**Information**
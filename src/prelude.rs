//! Convenient re-exports of the most commonly used types and traits.
//!
//! Pulling in the prelude gives analyses and front ends everything needed to
//! build, assemble, check, rebuild, and transform automata:
//!
//! ```rust,no_run
//! use flowscope::prelude::*;
//!
//! let mut builder = CfaBuilder::new(MachineModel::Lp64);
//! let main = builder.add_function(FunctionSignature::new("main", vec![], CfaType::Void));
//! # let _ = main;
//! ```

pub use crate::{
    cfa::{
        BinaryOp, CallStatement, CallTarget, Cfa, CfaBuilder, CfaEdge, CfaNode, CfaStore, CfaType,
        CfaView, Declaration, EdgeClass, EdgeKind, Expression, FileLocation, FunctionId,
        FunctionLoops, FunctionSignature, IntKind, LoopOverview, MachineModel, NodeKind, Statement,
        UnaryOp, VariableClassification,
    },
    check::{check_automaton, check_from, CheckFlags},
    rebuild::{rebuild, rebuild_to_builder, IdentitySubstitution, RebuildMode, Substitution},
    supergraph::{assemble, AssemblerConfig, FunctionPointerMode},
    transform::{transform_to_single_loop, ChunkStrategy, PcAssignment, SingleLoopConfig},
    utils::{
        graph::{EdgeId, GraphBase, NodeId, Predecessors, Successors},
        CancelToken,
    },
    Error, Result,
};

**Action item**
Line by line, copy the data above.

**Response to this task**
filename src/prelude.rs
//! Convenient re-exports of the most commonly used types and traits.
//!
//! Pulling in the prelude gives analyses and front ends everything needed to
//! build, assemble, check, rebuild, and transform automata:
//!
//! ```rust,no_run
//! use flowscope::prelude::*;
//!
//! let mut builder = CfaBuilder::new(MachineModel::Lp64);
//! let main = builder.add_function(FunctionSignature::new("main", vec![], CfaType::Void));
//! # let _ = main;
//! ```

pub use crate::{
    cfa::{
        BinaryOp, CallStatement, CallTarget, Cfa, CfaBuilder, CfaEdge, CfaNode, CfaStore, CfaType,
        CfaView, Declaration, EdgeClass, EdgeKind, Expression, FileLocation, FunctionId,
        FunctionLoops, FunctionSignature, IntKind, LoopOverview, MachineModel, NodeKind, Statement,
        UnaryOp, VariableClassification,
    },
    check::{check_automaton, check_from, CheckFlags},
    rebuild::{rebuild, rebuild_to_builder, IdentitySubstitution, RebuildMode, Substitution},
    supergraph::{assemble, AssemblerConfig, FunctionPointerMode},
    transform::{transform_to_single_loop, ChunkStrategy, PcAssignment, SingleLoopConfig},
    utils::{
        graph::{EdgeId, GraphBase, NodeId, Predecessors, Successors},
        CancelToken,
    },
    Error, Result,
};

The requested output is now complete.